Stored data:
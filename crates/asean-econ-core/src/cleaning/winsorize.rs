//! Per-country winsorization of the panel's numeric series.

use crate::data::panel::Panel;
use crate::error::EconError;
use crate::stats::quantile_sorted;
use crate::EconResult;

/// Default tail quantile clipped on each side.
pub const DEFAULT_QUANTILE: f64 = 0.01;

fn validate_quantile(q: f64) -> EconResult<()> {
    if !(0.0..0.5).contains(&q) {
        return Err(EconError::InvalidInput {
            field: "winsorize_quantile".into(),
            reason: format!("must lie in [0, 0.5), got {}", q),
        });
    }
    Ok(())
}

/// Clip every present value to [quantile(q), quantile(1 - q)] of the
/// present values. Missing entries stay missing; an all-missing series is
/// returned unchanged.
pub fn winsorize(values: &[Option<f64>], q: f64) -> EconResult<Vec<Option<f64>>> {
    validate_quantile(q)?;
    let mut present: Vec<f64> = values.iter().flatten().copied().collect();
    if present.is_empty() {
        return Ok(values.to_vec());
    }
    present.sort_by(|a, b| a.total_cmp(b));
    let lower = quantile_sorted(&present, q);
    let upper = quantile_sorted(&present, 1.0 - q).max(lower);
    Ok(values
        .iter()
        .map(|v| v.map(|x| x.clamp(lower, upper)))
        .collect())
}

/// Winsorized copy of the panel. Bounds are computed from each country's
/// own values, for growth and investment share separately.
pub fn winsorize_panel(panel: &Panel, q: f64) -> EconResult<Panel> {
    validate_quantile(q)?;
    let mut growth = Vec::with_capacity(panel.len());
    let mut investment = Vec::with_capacity(panel.len());
    let mut clipped = 0usize;

    for country in panel.countries() {
        let (g, i) = panel.country_columns(country);
        for (raw, out) in [(g, &mut growth), (i, &mut investment)] {
            let wrapped: Vec<Option<f64>> = raw.iter().copied().map(Some).collect();
            let dampened = winsorize(&wrapped, q)?;
            for (before, after) in raw.iter().zip(dampened) {
                let after = after.unwrap_or(*before);
                if after != *before {
                    clipped += 1;
                }
                out.push(after);
            }
        }
    }

    log::debug!("winsorized at q={}: {} values clipped", q, clipped);
    Ok(panel.with_values(&growth, &investment))
}

#[cfg(test)]
mod tests {
    use super::*;
    use crate::data::country::Country;
    use crate::data::panel::Observation;
    use approx::assert_abs_diff_eq;

    #[test]
    fn test_extremes_clipped_interior_untouched() {
        let mut values: Vec<Option<f64>> = (1..=100).map(|v| Some(v as f64)).collect();
        values[99] = Some(10_000.0);
        let out = winsorize(&values, 0.01).unwrap();
        // q=0.01 over 100 points: lower at position 0.99, upper at 98.01.
        assert_abs_diff_eq!(out[0].unwrap(), 1.99, epsilon = 1e-9);
        assert!(out[99].unwrap() < 10_000.0);
        for i in 1..98 {
            assert_eq!(out[i], values[i]);
        }
    }

    #[test]
    fn test_missing_preserved_and_all_missing_unchanged() {
        let out = winsorize(&[Some(1.0), None, Some(3.0)], 0.0).unwrap();
        assert_eq!(out, vec![Some(1.0), None, Some(3.0)]);
        let empty = winsorize(&[None, None], 0.01).unwrap();
        assert_eq!(empty, vec![None, None]);
    }

    #[test]
    fn test_invalid_quantile_rejected() {
        assert!(winsorize(&[Some(1.0)], 0.5).is_err());
        assert!(winsorize(&[Some(1.0)], -0.1).is_err());
    }

    #[test]
    fn test_bounds_are_per_country() {
        let mut obs = Vec::new();
        for (k, year) in (2000..2010).enumerate() {
            obs.push(Observation {
                country: Country::Singapore,
                year,
                growth: 100.0 + k as f64,
                investment_share: 20.0,
            });
            obs.push(Observation {
                country: Country::Laos,
                year,
                growth: k as f64,
                investment_share: 5.0,
            });
        }
        let panel = Panel::from_observations(obs).unwrap();
        let out = winsorize_panel(&panel, 0.1).unwrap();
        let (laos, _) = out.country_columns(Country::Laos);
        let (sg, _) = out.country_columns(Country::Singapore);
        // Pooled bounds would have flattened Laos towards Singapore's range.
        assert_abs_diff_eq!(laos[0], 0.9, epsilon = 1e-9);
        assert_abs_diff_eq!(laos[9], 8.1, epsilon = 1e-9);
        assert_abs_diff_eq!(sg[0], 100.9, epsilon = 1e-9);
        assert_eq!(laos[4], 4.0);
    }
}
pub mod cleaning;
pub mod config;
pub mod data;
pub mod econometrics;
pub mod error;
pub mod pipeline;
pub mod policy;
pub mod stats;
pub mod summary;
pub mod theme;
pub mod types;

pub use error::EconError;
pub use types::*;

/// Standard result type for all asean-econ operations
pub type EconResult<T> = Result<T, EconError>;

Assignment: Please return all of the records exactly.

Written answer:
filename crates/asean-econ-core/src/cleaning/winsorize.rs
//! Per-country winsorization of the panel's numeric series.

use crate::data::panel::Panel;
use crate::error::EconError;
use crate::stats::quantile_sorted;
use crate::EconResult;

/// Default tail quantile clipped on each side.
pub const DEFAULT_QUANTILE: f64 = 0.01;

fn validate_quantile(q: f64) -> EconResult<()> {
    if !(0.0..0.5).contains(&q) {
        return Err(EconError::InvalidInput {
            field: "winsorize_quantile".into(),
            reason: format!("must lie in [0, 0.5), got {}", q),
        });
    }
    Ok(())
}

/// Clip every present value to [quantile(q), quantile(1 - q)] of the
/// present values. Missing entries stay missing; an all-missing series is
/// returned unchanged.
pub fn winsorize(values: &[Option<f64>], q: f64) -> EconResult<Vec<Option<f64>>> {
    validate_quantile(q)?;
    let mut present: Vec<f64> = values.iter().flatten().copied().collect();
    if present.is_empty() {
        return Ok(values.to_vec());
    }
    present.sort_by(|a, b| a.total_cmp(b));
    let lower = quantile_sorted(&present, q);
    let upper = quantile_sorted(&present, 1.0 - q).max(lower);
    Ok(values
        .iter()
        .map(|v| v.map(|x| x.clamp(lower, upper)))
        .collect())
}

/// Winsorized copy of the panel. Bounds are computed from each country's
/// own values, for growth and investment share separately.
pub fn winsorize_panel(panel: &Panel, q: f64) -> EconResult<Panel> {
    validate_quantile(q)?;
    let mut growth = Vec::with_capacity(panel.len());
    let mut investment = Vec::with_capacity(panel.len());
    let mut clipped = 0usize;

    for country in panel.countries() {
        let (g, i) = panel.country_columns(country);
        for (raw, out) in [(g, &mut growth), (i, &mut investment)] {
            let wrapped: Vec<Option<f64>> = raw.iter().copied().map(Some).collect();
            let dampened = winsorize(&wrapped, q)?;
            for (before, after) in raw.iter().zip(dampened) {
                let after = after.unwrap_or(*before);
                if after != *before {
                    clipped += 1;
                }
                out.push(after);
            }
        }
    }

    log::debug!("winsorized at q={}: {} values clipped", q, clipped);
    Ok(panel.with_values(&growth, &investment))
}

#[cfg(test)]
mod tests {
    use super::*;
    use crate::data::country::Country;
    use crate::data::panel::Observation;
    use approx::assert_abs_diff_eq;

    #[test]
    fn test_extremes_clipped_interior_untouched() {
        let mut values: Vec<Option<f64>> = (1..=100).map(|v| Some(v as f64)).collect();
        values[99] = Some(10_000.0);
        let out = winsorize(&values, 0.01).unwrap();
        // q=0.01 over 100 points: lower at position 0.99, upper at 98.01.
        assert_abs_diff_eq!(out[0].unwrap(), 1.99, epsilon = 1e-9);
        assert!(out[99].unwrap() < 10_000.0);
        for i in 1..98 {
            assert_eq!(out[i], values[i]);
        }
    }

    #[test]
    fn test_missing_preserved_and_all_missing_unchanged() {
        let out = winsorize(&[Some(1.0), None, Some(3.0)], 0.0).unwrap();
        assert_eq!(out, vec![Some(1.0), None, Some(3.0)]);
        let empty = winsorize(&[None, None], 0.01).unwrap();
        assert_eq!(empty, vec![None, None]);
    }

    #[test]
    fn test_invalid_quantile_rejected() {
        assert!(winsorize(&[Some(1.0)], 0.5).is_err());
        assert!(winsorize(&[Some(1.0)], -0.1).is_err());
    }

    #[test]
    fn test_bounds_are_per_country() {
        let mut obs = Vec::new();
        for (k, year) in (2000..2010).enumerate() {
            obs.push(Observation {
                country: Country::Singapore,
                year,
                growth: 100.0 + k as f64,
                investment_share: 20.0,
            });
            obs.push(Observation {
                country: Country::Laos,
                year,
                growth: k as f64,
                investment_share: 5.0,
            });
        }
        let panel = Panel::from_observations(obs).unwrap();
        let out = winsorize_panel(&panel, 0.1).unwrap();
        let (laos, _) = out.country_columns(Country::Laos);
        let (sg, _) = out.country_columns(Country::Singapore);
        // Pooled bounds would have flattened Laos towards Singapore's range.
        assert_abs_diff_eq!(laos[0], 0.9, epsilon = 1e-9);
        assert_abs_diff_eq!(laos[9], 8.1, epsilon = 1e-9);
        assert_abs_diff_eq!(sg[0], 100.9, epsilon = 1e-9);
        assert_eq!(laos[4], 4.0);
    }
}
pub mod cleaning;
pub mod config;
pub mod data;
pub mod econometrics;
pub mod error;
pub mod pipeline;
pub mod policy;
pub mod stats;
pub mod summary;
pub mod theme;
pub mod types;

pub use error::EconError;
pub use types::*;

/// Standard result type for all asean-econ operations
pub type EconResult<T> = Result<T, EconError>;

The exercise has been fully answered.